Sunday, 12 February 2012

Croc'd m'sieur

Croc monsieur is a grilled sandwich, the filling typically being ham and cheese (Gruyere or Emmental), which unsurprisingly given its name, originated in France. Crocked monsieur, on the other hand, is an injured bloke looking forward to going to France for 10 days. The link between them is that the gentleman in the second definition is going to be home alone in Brittany for a few days before his better half joins him, meaning that a few of the former might get consumed in the absence of being bothered to cook properly for one. I'm getting dangerously close to referring to myself in the third person in that last sentence, a sure sign of the unhinged and the super-egotistical, so let's switch back to first person....
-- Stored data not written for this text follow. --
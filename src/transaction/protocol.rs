//! Wire format of the step invocation RPC.
//!
//! A node asks a peer to run one named step against a snapshot of the
//! transaction context; the peer answers with the keys the step changed.

use super::types::TxnId;

use serde::{Deserialize, Serialize};
use serde_json::Value;
use std::collections::BTreeMap;

pub const ENDPOINT_TXN_STEP: &str = "/internal/txn/step";

/// Flattened execution context as it crosses a node boundary.
#[derive(Debug, Clone, Default, Serialize, Deserialize, PartialEq)]
pub struct CtxSnapshot {
    pub reqid: String,
    pub txn_id: TxnId,
    /// Request scoped logging fields, re-attached by the receiving node.
    #[serde(default)]
    pub log_fields: BTreeMap<String, String>,
    #[serde(default)]
    pub data: BTreeMap<String, Value>,
}

/// Keys a step wrote whose value differs from the snapshot it was sent.
#[derive(Debug, Clone, Default, Serialize, Deserialize, PartialEq)]
pub struct CtxFragment {
    #[serde(default)]
    pub changes: BTreeMap<String, Value>,
}

#[derive(Debug, Clone, Serialize, Deserialize)]
pub struct StepRequest {
    pub step: String,
    pub ctx: CtxSnapshot,
}

#[derive(Debug, Clone, Serialize, Deserialize)]
pub struct StepResponse {
    pub ok: bool,
    pub error: Option<String>,
    pub fragment: Option<CtxFragment>,
}

impl StepResponse {
    pub fn success(fragment: CtxFragment) -> Self {
        Self {
            ok: true,
            error: None,
            fragment: Some(fragment),
        }
    }

    pub fn failure(message: impl Into<String>) -> Self {
        Self {
            ok: false,
            error: Some(message.into()),
            fragment: None,
        }
    }
}
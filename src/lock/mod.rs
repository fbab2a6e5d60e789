//! Distributed Resource Lock
//!
//! Serializes transactions that touch the same named resource across the whole
//! cluster. A lock is an entry under [`crate::store::LOCK_PREFIX`] created with
//! the store's atomic create-if-absent, bound to a lease.
//!
//! ## Lifecycle
//! 1. **Acquire**: try to create the entry; if someone else holds it, back off
//!    (with jitter) and retry until the timeout elapses.
//! 2. **Hold**: a sidecar task keeps the lease alive every third of its TTL.
//! 3. **Release**: stop the sidecar and revoke the lease. Releasing twice is a no-op.
//! 4. **Crash**: if the holder dies the sidecar dies with it, the lease expires
//!    and the next acquirer gets the key without manual intervention.

pub mod manager;

#[cfg(test)]
mod tests;

pub use manager::{LockHandle, LockManager};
So yes, for the first time since I started this blog (I think), there is absolutely no physical exercise to report on. Last weekend's running on iffy surfaces didn't do good things to my right leg. I originally got into cycling after rupturing my right calf muscle and Achilles in a footballing accident in 2001. Whilst they obviously repaired themselves to the point where I could be reasonably fit and active, as with broken bones a residual weakness remains, which in my case manifests itself in not being able to push off from the front half of my right foot very effectively. This week, however, I haven't been able to do that pushing off at all, making walking a bit uncomfortable, stairs a challenge, and running impossible. I'm hoping that it's no more than a simple strain, and rest will put it right. It's blown a hole in my marathon training schedule though, and as soon as I've done this I'm off to set up the bike on the indoor trainer, just in case it persists.
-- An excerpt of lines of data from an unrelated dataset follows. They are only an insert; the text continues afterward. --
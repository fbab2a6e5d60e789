//! Cluster Coordination Daemon Library
//!
//! This library crate holds the modules of the `clusterd` daemon, a set of peer
//! processes that create and tear down shared storage resources together while
//! keeping a replicated configuration store consistent.
//! It serves as the foundation for the binary executable (`main.rs`).
//!
//! ## Architecture Modules
//! - **`store`**: the replicated key/value store contract, an in-process backend
//!   one node hosts, and the HTTP client every other node uses.
//! - **`lock`**: a lease-backed mutex keyed by resource name, so that conflicting
//!   operations are serialized cluster-wide.
//! - **`transaction`**: the multi-node Stage / Commit / Store engine with rollback,
//!   its execution context, step registry and node dispatcher.
//! - **`peer`**: peer records and the bootstrap operations run when a node joins
//!   or leaves the cluster.
//! - **`volume`**: volume entries and the `vol-create` step set, the transaction
//!   every node registers at startup.
//! - **`config`** / **`error`**: daemon settings and the typed error enums.

pub mod config;
pub mod error;
pub mod lock;
pub mod peer;
pub mod store;
pub mod transaction;
pub mod volume;
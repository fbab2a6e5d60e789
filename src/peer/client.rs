use super::types::*;

use anyhow::{Context, Result};
use serde::Serialize;
use serde::de::DeserializeOwned;
use std::time::Duration;

pub const ENDPOINT_PEER_VALIDATE_ADD: &str = "/internal/peer/validate-add";
pub const ENDPOINT_PEER_VALIDATE_DELETE: &str = "/internal/peer/validate-delete";
pub const ENDPOINT_PEER_STORE_CONFIG: &str = "/internal/peer/store-config";

/// Calls the bootstrap operations of another node by address.
pub struct PeerClient {
    client: reqwest::Client,
    timeout: Duration,
}

impl PeerClient {
    pub fn new(timeout: Duration) -> Self {
        Self {
            client: reqwest::Client::new(),
            timeout,
        }
    }

    async fn call<Req, Resp>(&self, addr: &str, endpoint: &str, req: &Req) -> Result<Resp>
    where
        Req: Serialize + ?Sized,
        Resp: DeserializeOwned,
    {
        let url = format!("http://{}{}", addr, endpoint);
        let resp = self
            .client
            .post(&url)
            .timeout(self.timeout)
            .json(req)
            .send()
            .await
            .with_context(|| format!("failed to reach {}", addr))?
            .error_for_status()?;

        Ok(resp.json::<Resp>().await?)
    }

    pub async fn validate_add(&self, addr: &str, req: &PeerAddRequest) -> Result<PeerAddResponse> {
        self.call(addr, ENDPOINT_PEER_VALIDATE_ADD, req).await
    }

    pub async fn validate_delete(
        &self,
        addr: &str,
        req: &PeerDeleteRequest,
    ) -> Result<PeerGenericResponse> {
        self.call(addr, ENDPOINT_PEER_VALIDATE_DELETE, req).await
    }

    pub async fn store_config(
        &self,
        addr: &str,
        req: &StoreConfigRequest,
    ) -> Result<PeerGenericResponse> {
        self.call(addr, ENDPOINT_PEER_STORE_CONFIG, req).await
    }
}
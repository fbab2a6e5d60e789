use serde::{Deserialize, Serialize};
use std::fmt;
use std::str::FromStr;
use uuid::Uuid;

/// Stable identity of a cluster member.
#[derive(Debug, Clone, Copy, Serialize, Deserialize, PartialEq, Eq, Hash, PartialOrd, Ord)]
#[serde(transparent)]
pub struct NodeId(pub Uuid);

impl NodeId {
    pub fn new() -> Self {
        Self(Uuid::new_v4())
    }
}

impl Default for NodeId {
    fn default() -> Self {
        Self::new()
    }
}

impl fmt::Display for NodeId {
    fn fmt(&self, f: &mut fmt::Formatter<'_>) -> fmt::Result {
        write!(f, "{}", self.0)
    }
}

impl FromStr for NodeId {
    type Err = uuid::Error;

    fn from_str(s: &str) -> Result<Self, Self::Err> {
        Uuid::parse_str(s).map(NodeId)
    }
}

/// A peer as recorded in the store.
///
/// `addresses` are the `host:port` pairs the peer serves intra-cluster RPC on;
/// the first one is used for dispatch. `store_peer_addr` is where its store
/// member talks to the other store members.
#[derive(Debug, Clone, Serialize, Deserialize, PartialEq, Eq)]
pub struct PeerInfo {
    pub id: NodeId,
    pub name: String,
    pub addresses: Vec<String>,
    pub store_peer_addr: String,
}

impl PeerInfo {
    pub fn rpc_addr(&self) -> Option<&str> {
        self.addresses.first().map(String::as_str)
    }
}

// --- Bootstrap RPC messages ---

/// Sent to a prospective member before it is added to the cluster.
#[derive(Debug, Clone, Serialize, Deserialize)]
pub struct PeerAddRequest {
    /// Name the caller knows the prospective member by.
    pub name: String,
    pub addresses: Vec<String>,
}

#[derive(Debug, Clone, Serialize, Deserialize, PartialEq, Eq)]
pub struct PeerAddResponse {
    pub accepted: bool,
    pub reason: Option<String>,
    pub id: NodeId,
    pub name: String,
    pub store_peer_addr: String,
}

#[derive(Debug, Clone, Serialize, Deserialize)]
pub struct PeerDeleteRequest {
    pub id: NodeId,
}

/// Accept/reject reply shared by removal validation and store reconfiguration.
#[derive(Debug, Clone, Serialize, Deserialize, PartialEq, Eq)]
pub struct PeerGenericResponse {
    pub accepted: bool,
    pub reason: Option<String>,
}

impl PeerGenericResponse {
    pub fn accept() -> Self {
        Self {
            accepted: true,
            reason: None,
        }
    }

    pub fn reject(reason: impl Into<String>) -> Self {
        Self {
            accepted: false,
            reason: Some(reason.into()),
        }
    }
}

/// Whether the local store member joins an existing cluster or starts one.
#[derive(Debug, Clone, Copy, Serialize, Deserialize, PartialEq, Eq)]
#[serde(rename_all = "lowercase")]
pub enum ClusterState {
    New,
    Existing,
}

/// Membership parameters a store member is started with.
#[derive(Debug, Clone, Serialize, Deserialize, PartialEq, Eq)]
pub struct StoreMemberConfig {
    /// Member name, unique within the store cluster.
    pub name: String,
    /// Data directory of the member, relative to the state directory.
    pub dir: String,
    /// Comma separated `name=peer_url` pairs.
    pub initial_cluster: String,
    pub cluster_state: ClusterState,
}

/// Asks a peer to restart its store member under a new membership.
#[derive(Debug, Clone, Serialize, Deserialize)]
pub struct StoreConfigRequest {
    /// The peer is being removed and must fall back to a standalone store.
    pub delete_peer: bool,
    pub initial_cluster: String,
    pub cluster_state: ClusterState,
    pub store_name: String,
}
I'm also going to set up my road bike ready to take to France.  I'm off to the house in Brittany for a few reasons, mainly to do some house maintenance-type jobs. The main one is to do some fencing round the border of the garden, but I plan to also do some painting and gardening. I suspect a lot of people find it odd that I'm happy taking holiday to do that, but it's such a contrast to the day job it'll be a pleasure. I'll be able to work at my own pace, I won't have anything to "run by my stakeholders", I won't have to talk all day long, and there'll be a completely objective way of working out if I've done a good job (i.e. is the fence standing up ok and is it in the right place?), none of which applies for the old paid employ.
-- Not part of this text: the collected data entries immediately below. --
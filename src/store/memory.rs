use super::{KeyValue, KvStore, LeaseId};
use crate::error::StoreResult;

use async_trait::async_trait;
use dashmap::DashMap;
use dashmap::mapref::entry::Entry;
use std::sync::Arc;
use std::sync::atomic::{AtomicU64, Ordering};
use std::time::Duration;
use tokio::time::Instant;

#[derive(Debug, Clone)]
struct StoredValue {
    value: String,
    lease: Option<LeaseId>,
}

#[derive(Debug)]
struct LeaseState {
    ttl: Duration,
    expires_at: Instant,
    keys: Vec<String>,
}

/// In-process store backend.
///
/// Entries bound to a lease are considered gone as soon as the lease expires;
/// they are dropped lazily on access and by [`MemoryStore::purge_expired`].
pub struct MemoryStore {
    entries: DashMap<String, StoredValue>,
    leases: DashMap<LeaseId, LeaseState>,
    next_lease: AtomicU64,
}

impl MemoryStore {
    pub fn new() -> Arc<Self> {
        Arc::new(Self::default())
    }

    fn is_live(&self, lease: Option<LeaseId>) -> bool {
        match lease {
            None => true,
            Some(id) => self
                .leases
                .get(&id)
                .map(|state| state.expires_at > Instant::now())
                .unwrap_or(false),
        }
    }

    fn live_value(&self, key: &str) -> Option<String> {
        let stale = match self.entries.get(key) {
            Some(entry) if self.is_live(entry.lease) => return Some(entry.value.clone()),
            Some(_) => true,
            None => false,
        };

        if stale {
            self.entries
                .remove_if(key, |_, entry| !self.is_live(entry.lease));
        }
        None
    }

    /// Drops every expired lease together with the entries bound to it.
    /// Returns the number of entries removed.
    pub fn purge_expired(&self) -> usize {
        let now = Instant::now();
        let expired: Vec<LeaseId> = self
            .leases
            .iter()
            .filter(|state| state.value().expires_at <= now)
            .map(|state| *state.key())
            .collect();

        let mut removed = 0;
        for id in expired {
            if let Some((_, state)) = self.leases.remove(&id) {
                for key in state.keys {
                    if self
                        .entries
                        .remove_if(&key, |_, entry| entry.lease == Some(id))
                        .is_some()
                    {
                        removed += 1;
                    }
                }
                tracing::debug!("Lease {} expired", id);
            }
        }
        removed
    }

    /// Removes all data and leases. Used when the local store member is destroyed.
    pub fn clear(&self) {
        self.entries.clear();
        self.leases.clear();
    }

    pub fn len(&self) -> usize {
        self.entries
            .iter()
            .filter(|entry| self.is_live(entry.value().lease))
            .count()
    }

    pub fn is_empty(&self) -> bool {
        self.len() == 0
    }

    /// Periodically purges expired leases until the returned handle is aborted.
    pub fn spawn_lease_sweeper(self: Arc<Self>, every: Duration) -> tokio::task::JoinHandle<()> {
        tokio::spawn(async move {
            let mut interval = tokio::time::interval(every);
            loop {
                interval.tick().await;
                let removed = self.purge_expired();
                if removed > 0 {
                    tracing::debug!("Lease sweeper removed {} expired entries", removed);
                }
            }
        })
    }
}

impl Default for MemoryStore {
    fn default() -> Self {
        Self {
            entries: DashMap::new(),
            leases: DashMap::new(),
            next_lease: AtomicU64::new(1),
        }
    }
}

#[async_trait]
impl KvStore for MemoryStore {
    async fn put(&self, key: &str, value: String) -> StoreResult<()> {
        self.entries
            .insert(key.to_string(), StoredValue { value, lease: None });
        Ok(())
    }

    async fn get(&self, key: &str) -> StoreResult<Option<String>> {
        Ok(self.live_value(key))
    }

    async fn delete(&self, key: &str) -> StoreResult<bool> {
        Ok(self
            .entries
            .remove(key)
            .map(|(_, entry)| self.is_live(entry.lease))
            .unwrap_or(false))
    }

    async fn get_prefix(&self, prefix: &str) -> StoreResult<Vec<KeyValue>> {
        let mut entries: Vec<KeyValue> = self
            .entries
            .iter()
            .filter(|entry| entry.key().starts_with(prefix) && self.is_live(entry.value().lease))
            .map(|entry| KeyValue {
                key: entry.key().clone(),
                value: entry.value().value.clone(),
            })
            .collect();
        entries.sort_by(|a, b| a.key.cmp(&b.key));
        Ok(entries)
    }

    async fn create_with_lease(
        &self,
        key: &str,
        value: String,
        ttl: Duration,
    ) -> StoreResult<Option<LeaseId>> {
        let id = LeaseId(self.next_lease.fetch_add(1, Ordering::SeqCst));

        // The lease must exist before the entry points at it, otherwise a
        // concurrent reader would see the entry as expired.
        self.leases.insert(
            id,
            LeaseState {
                ttl,
                expires_at: Instant::now() + ttl,
                keys: vec![key.to_string()],
            },
        );

        let created = match self.entries.entry(key.to_string()) {
            Entry::Occupied(mut occupied) => {
                if self.is_live(occupied.get().lease) {
                    false
                } else {
                    occupied.insert(StoredValue {
                        value,
                        lease: Some(id),
                    });
                    true
                }
            }
            Entry::Vacant(vacant) => {
                vacant.insert(StoredValue {
                    value,
                    lease: Some(id),
                });
                true
            }
        };

        if created {
            Ok(Some(id))
        } else {
            self.leases.remove(&id);
            Ok(None)
        }
    }

    async fn keep_alive(&self, lease: LeaseId) -> StoreResult<bool> {
        match self.leases.get_mut(&lease) {
            Some(mut state) => {
                let now = Instant::now();
                if state.expires_at <= now {
                    return Ok(false);
                }
                state.expires_at = now + state.ttl;
                Ok(true)
            }
            None => Ok(false),
        }
    }

    async fn revoke(&self, lease: LeaseId) -> StoreResult<()> {
        if let Some((_, state)) = self.leases.remove(&lease) {
            for key in state.keys {
                self.entries
                    .remove_if(&key, |_, entry| entry.lease == Some(lease));
            }
        }
        Ok(())
    }
}
//! HTTP client for a store hosted on another node.
//!
//! Idempotent calls are retried with exponential backoff and jitter to ride
//! out transient network blips. Lease creation is sent exactly once: a retry
//! after a lost reply would find our own entry and report contention.

use super::protocol::*;
use super::{KeyValue, KvStore, LeaseId};
use crate::error::{StoreError, StoreResult};

use async_trait::async_trait;
use serde::Serialize;
use serde::de::DeserializeOwned;
use std::time::Duration;

pub struct HttpStore {
    base_url: String,
    http_client: reqwest::Client,
    timeout: Duration,
    attempts: usize,
}

impl HttpStore {
    /// `base_url` is the scheme and authority of the hosting node,
    /// e.g. `http://10.0.0.1:24007`.
    pub fn new(base_url: &str, timeout: Duration, attempts: usize) -> Self {
        Self {
            base_url: base_url.trim_end_matches('/').to_string(),
            http_client: reqwest::Client::new(),
            timeout,
            attempts: attempts.max(1),
        }
    }

    async fn call<T, R>(&self, endpoint: &str, payload: &T, attempts: usize) -> StoreResult<R>
    where
        T: Serialize,
        R: DeserializeOwned,
    {
        let url = format!("{}{}", self.base_url, endpoint);
        let response = self.post_with_retry(&url, payload, attempts).await?;

        if !response.status().is_success() {
            let status = response.status();
            let message = response
                .json::<StoreErrorResponse>()
                .await
                .map(|body| body.error)
                .unwrap_or_else(|_| status.to_string());
            return Err(StoreError::Unavailable(format!(
                "{} returned {}: {}",
                endpoint, status, message
            )));
        }

        Ok(response.json::<R>().await?)
    }

    async fn post_with_retry<T: Serialize>(
        &self,
        url: &str,
        payload: &T,
        attempts: usize,
    ) -> StoreResult<reqwest::Response> {
        let mut delay_ms = 150u64;

        for attempt in 0..attempts {
            let response = self
                .http_client
                .post(url)
                .json(payload)
                .timeout(self.timeout)
                .send()
                .await;

            match response {
                Ok(resp) => return Ok(resp),
                Err(e) => {
                    if attempt + 1 == attempts {
                        return Err(e.into());
                    }
                    tracing::debug!("Store request to {} failed (attempt {}): {}", url, attempt + 1, e);
                    let jitter = rand::random::<u64>() % 50;
                    tokio::time::sleep(Duration::from_millis(delay_ms + jitter)).await;
                    delay_ms = (delay_ms * 2).min(1200);
                }
            }
        }

        Err(StoreError::Unavailable("retry attempts exhausted".to_string()))
    }
}

#[async_trait]
impl KvStore for HttpStore {
    async fn put(&self, key: &str, value: String) -> StoreResult<()> {
        let request = PutRequest {
            key: key.to_string(),
            value,
        };
        let _: AckResponse = self
            .call(ENDPOINT_STORE_PUT, &request, self.attempts)
            .await?;
        Ok(())
    }

    async fn get(&self, key: &str) -> StoreResult<Option<String>> {
        let request = KeyRequest {
            key: key.to_string(),
        };
        let response: GetResponse = self
            .call(ENDPOINT_STORE_GET, &request, self.attempts)
            .await?;
        Ok(response.value)
    }

    async fn delete(&self, key: &str) -> StoreResult<bool> {
        let request = KeyRequest {
            key: key.to_string(),
        };
        let response: DeleteResponse = self
            .call(ENDPOINT_STORE_DELETE, &request, self.attempts)
            .await?;
        Ok(response.deleted)
    }

    async fn get_prefix(&self, prefix: &str) -> StoreResult<Vec<KeyValue>> {
        let request = KeyRequest {
            key: prefix.to_string(),
        };
        let response: PrefixResponse = self
            .call(ENDPOINT_STORE_PREFIX, &request, self.attempts)
            .await?;
        Ok(response.entries)
    }

    async fn create_with_lease(
        &self,
        key: &str,
        value: String,
        ttl: Duration,
    ) -> StoreResult<Option<LeaseId>> {
        let request = LeaseCreateRequest {
            key: key.to_string(),
            value,
            ttl_ms: ttl.as_millis() as u64,
        };
        let response: LeaseCreateResponse = self.call(ENDPOINT_LEASE_CREATE, &request, 1).await?;
        Ok(response.lease)
    }

    async fn keep_alive(&self, lease: LeaseId) -> StoreResult<bool> {
        let response: KeepAliveResponse = self
            .call(ENDPOINT_LEASE_KEEPALIVE, &LeaseRequest { lease }, self.attempts)
            .await?;
        Ok(response.alive)
    }

    async fn revoke(&self, lease: LeaseId) -> StoreResult<()> {
        let _: AckResponse = self
            .call(ENDPOINT_LEASE_REVOKE, &LeaseRequest { lease }, self.attempts)
            .await?;
        Ok(())
    }
}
And besides, there are mitigants, including 1) as mentioned I'll be on my own out there for the first 4 days. Now, don't get me wrong, I'm glad the present Mrs K is joining me for the second half of the break, but a bit of solitary will be lovely; I've never had a problem with periods on my own; and 2) even if the calf doesn't clear up completely, it shouldn't stop me getting out on my bike to enjoy those glorious French roads. And during the week; what a treat. So, my French daily timetable looks something like: rise, strong coffee, bowl of porridge, work in the garden till late lunchtime, croc m'sieur (ah oui!), on the bike for a couple of hours of bimbling round l'interieur de Cotes d'Armor, hot bath, red wine whilst book reviewing (I've been asked to review the latest Economist publication on project management, as the author is a friend), repose. Formidable.


I'll be away for the next two weekends doing all that, but will see if I can steal some wifi out there to blog from abroad for the first time. A bientot, mes amis.